DL Open Thread: Sat., Nov. 30, 2019

Trump Apparently Hallucinated That Taliban Cease-Fire.  Hey, it’s hard to speak the truth when you’ve literally never done so:

President Trump’s confident assertion that the Taliban is ready and even eager for a cease-fire demanded by the United States in Afghanistan’s 18-year-old war may be more wishful thinking than reality.

Declaring that the U.S.-Taliban talks he abruptly canceled in September are back in motion, Trump said during a Thanksgiving Day visit to troops in Afghanistan that the Taliban “wants to make a deal. And we’re meeting with them, and we’re saying it has to be a cease-fire.”

“They didn’t want to do a cease-fire, but now they do want to do a cease-fire,” Trump said of the militants. “It will probably work out that way. . . . We’ve made tremendous progress,” he added.

But on Friday neither the Taliban nor the government of Afghan President Ashraf Ghani indicated that a cease-fire was near, or even being discussed in resumed U.S. negotiations.

How Amazon Took Over Baltimore. I mean every single element of the daily Baltimorean’s life. And, yes, just like in Delaware, Amazon is gifted all sorts of government subsidies to drive its competitors out of business:

BALTIMORE — Another big Prime Air 767 takes off from Baltimore-Washington International Airport — where Amazon’s shipping last year eclipsed that of FedEx and U.P.S. put together — and wheels above the old industrial city. Below, the online giant seems to touch every niche of the economy, its ubiquity and range breathtaking.

To the east stand two mammoth Amazon warehouses, built with heavy government subsidies, operating on the sites of shuttered General Motors and Bethlehem Steel plants. Computers monitor workers during grueling 10-hour shifts, identifying slow performers for firing. Those on the floor earn $15.40 to $18 an hour, less than half of what their unionized predecessors made. But in Baltimore’s postindustrial economy, the jobs are in demand.

To the south, near the harbor, are the side-by-side stadiums of the Ravens and the Orioles, where every move on the field is streamed to Amazon Web Services for analysis using artificial intelligence. Football players have a chip in each shoulder pad and baseball players are tracked by radar, producing flashy graphics for television and arcane stats for coaches.

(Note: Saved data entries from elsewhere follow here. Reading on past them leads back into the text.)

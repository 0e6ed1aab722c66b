//! # Refund Commands
//!
//! Commands behind the refund-review screen.

use serde::Serialize;
use tracing::debug;

use crate::error::{ApiError, ApiResult};
use crate::state::{SessionState, Store, StoreState};
use tally_core::{Money, RefundRecord, Transaction, TransactionStatus};

/// Result of an accepted refund, enough to close the modal and repaint the row.
#[derive(Debug, Clone, Serialize)]
#[serde(rename_all = "camelCase")]
pub struct RefundResponse {
    pub record: RefundRecord,
    pub status: TransactionStatus,
    pub refunded: Money,
    pub remaining: Money,
}

/// Refunds `amount_cents` of a transaction, approved by the signed-in user.
///
/// ## Errors
/// - `NO_ACTIVE_CASHIER`: nobody signed in
/// - `NOT_FOUND`: unknown transaction
/// - `INVALID_AMOUNT`: zero or negative amount
/// - `OVER_REFUND`: more than is left to refund
/// - `VALIDATION_ERROR`: blank reason
pub fn refund_transaction(
    store: &StoreState,
    session: &SessionState,
    transaction_id: &str,
    amount_cents: i64,
    reason: &str,
) -> ApiResult<RefundResponse> {
    debug!(transaction_id = %transaction_id, amount_cents, "refund_transaction command");

    let actor_id = session.actor_id();

    store.with_store_mut(|s| -> ApiResult<RefundResponse> {
        let Store { catalog, ledger, .. } = s;
        let record = ledger.refund(
            transaction_id,
            Money::from_cents(amount_cents),
            reason,
            actor_id.as_deref(),
            catalog,
        )?;

        let transaction = ledger
            .get(transaction_id)
            .ok_or_else(|| ApiError::internal("Refunded transaction vanished"))?;

        Ok(RefundResponse {
            status: transaction.status,
            refunded: transaction.refund_amount,
            remaining: transaction.remaining_refundable(),
            record,
        })
    })
}

/// Transactions that can still take a refund, newest first.
pub fn refundable_transactions(store: &StoreState) -> Vec<Transaction> {
    store.with_store(|s| {
        s.ledger
            .transactions()
            .iter()
            .rev()
            .filter(|t| t.status != TransactionStatus::Refunded && t.total.is_positive())
            .cloned()
            .collect()
    })
}

/// The refund audit log, newest first.
pub fn list_refunds(store: &StoreState) -> Vec<RefundRecord> {
    store.with_store(|s| s.ledger.refunds().iter().rev().cloned().collect())
}

/// Refunds recorded against one transaction, oldest first.
pub fn refunds_for(store: &StoreState, transaction_id: &str) -> Vec<RefundRecord> {
    store.with_store(|s| s.ledger.refunds_for(transaction_id).cloned().collect())
}
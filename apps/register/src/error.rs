//! # API Error Type
//!
//! Unified error type for register commands.
//!
//! ## Error Handling Strategy
//! ```text
//! ┌─────────────────────────────────────────────────────────────────────────┐
//! │                    Error Flow in Tally POS                              │
//! │                                                                         │
//! │  UI collaborator              Register                                  │
//! │  ───────────────              ────────                                  │
//! │                                                                         │
//! │  checkout(PaymentMethod::Cash)                                          │
//! │         │                                                               │
//! │         ▼                                                               │
//! │  ┌──────────────────────────────────────────────────────────────────┐  │
//! │  │  Command Function                                                │  │
//! │  │  Result<T, ApiError>                                             │  │
//! │  │         │                                                        │  │
//! │  │         ▼                                                        │  │
//! │  │  Declined? ─── CoreError::EmptyCart ──────────── ApiError ──────►│  │
//! │  │         │                                                        │  │
//! │  │         ▼                                                        │  │
//! │  │  Success ──────────────────────────────────────────────────────►│  │
//! │  └──────────────────────────────────────────────────────────────────┘  │
//! │                                                                         │
//! │  match err.code {                                                       │
//! │    ErrorCode::OverRefund => keep the refund modal open,                 │
//! │    ErrorCode::EmptyCart  => disable the pay button, ...                 │
//! │  }                                                                      │
//! └─────────────────────────────────────────────────────────────────────────┘
//! ```
//!
//! Every error is a declined operation. The UI shows `message` and carries
//! on; nothing here is fatal to the process.

use serde::Serialize;
use tally_core::CoreError;
use tracing::warn;

/// Error returned from register commands.
///
/// ## Serialization
/// ```json
/// {
///   "code": "OVER_REFUND",
///   "message": "Refund of $20.00 exceeds refundable balance $16.60"
/// }
/// ```
#[derive(Debug, Clone, PartialEq, Eq, Serialize)]
#[serde(rename_all = "camelCase")]
pub struct ApiError {
    /// Machine-readable error code for programmatic handling
    pub code: ErrorCode,

    /// Human-readable error message for display
    pub message: String,
}

#[derive(Debug, Clone, Copy, PartialEq, Eq, Serialize)]
#[serde(rename_all = "SCREAMING_SNAKE_CASE")]
pub enum ErrorCode {
    /// Unknown product, transaction, customer or cart line
    NotFound,

    /// Not enough stock for the requested quantity
    OutOfStock,

    /// Checkout with nothing in the cart
    EmptyCart,

    /// Nobody is signed in
    NoActiveCashier,

    /// Refund amount was zero or negative
    InvalidAmount,

    /// Refund would exceed what is left to refund
    OverRefund,

    /// Negative discount
    InvalidDiscount,

    /// Input validation failed
    ValidationError,

    /// Cart limits exceeded
    CartError,

    /// Something the register itself got wrong
    Internal,
}

impl ApiError {
    pub fn new(code: ErrorCode, message: impl Into<String>) -> Self {
        ApiError {
            code,
            message: message.into(),
        }
    }

    pub fn not_found(resource: &str, id: &str) -> Self {
        ApiError::new(ErrorCode::NotFound, format!("{} not found: {}", resource, id))
    }

    pub fn validation(message: impl Into<String>) -> Self {
        ApiError::new(ErrorCode::ValidationError, message)
    }

    pub fn internal(message: impl Into<String>) -> Self {
        ApiError::new(ErrorCode::Internal, message)
    }
}

/// Converts core errors to API errors.
impl From<CoreError> for ApiError {
    fn from(err: CoreError) -> Self {
        let code = match &err {
            CoreError::NotFound { .. } => ErrorCode::NotFound,
            CoreError::OutOfStock { .. } => ErrorCode::OutOfStock,
            CoreError::EmptyCart => ErrorCode::EmptyCart,
            CoreError::NoActiveCashier => ErrorCode::NoActiveCashier,
            CoreError::InvalidAmount { .. } => ErrorCode::InvalidAmount,
            CoreError::OverRefund { .. } => ErrorCode::OverRefund,
            CoreError::InvalidDiscount { .. } => ErrorCode::InvalidDiscount,
            CoreError::CartTooLarge { .. } => ErrorCode::CartError,
            CoreError::QuantityTooLarge { .. } => ErrorCode::ValidationError,
            CoreError::AmountTooLarge { .. } => ErrorCode::InvalidAmount,
            CoreError::Validation(_) => ErrorCode::ValidationError,
        };

        let message = match err {
            CoreError::Validation(e) => e.to_string(),
            other => other.to_string(),
        };

        warn!(code = ?code, message = %message, "Operation declined");
        ApiError { code, message }
    }
}

impl std::fmt::Display for ApiError {
    fn fmt(&self, f: &mut std::fmt::Formatter<'_>) -> std::fmt::Result {
        write!(f, "[{:?}] {}", self.code, self.message)
    }
}

impl std::error::Error for ApiError {}

pub type ApiResult<T> = Result<T, ApiError>;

Up in northwest Baltimore, a pastor has found funding to install Amazon Ring video cameras on homes in a high-crime neighborhood. Privacy advocates express alarm at proliferating surveillance; footage of suspects can be shared with the police at a click. But the number of interested residents has already outstripped the number of cameras available.

In City Hall downtown and at Johns Hopkins University a few miles away, procurement officers have begun buying from local suppliers via Amazon Business — and even starred in a national marketing video for the company. Buyers say the convenience more than justifies interposing a Seattle-based corporation between their institutions and nearby businesses. Critics denounce the retail giant’s incursion into long-established relationships. It is a very Amazon dispute.

Apple Goes ‘Full Putin’.  Places Crimea within Russia. Another company that must be broken up.

What Happens When Doctors’ Groups Are Owned By Private Equity Firms.  Just what you’d expect. The poor get sued. Relentlessly.

Will Trump Participate In Impeachment Hearings?  He has one week to decide. Spoiler Alert: He won’t.

What do you want to talk about?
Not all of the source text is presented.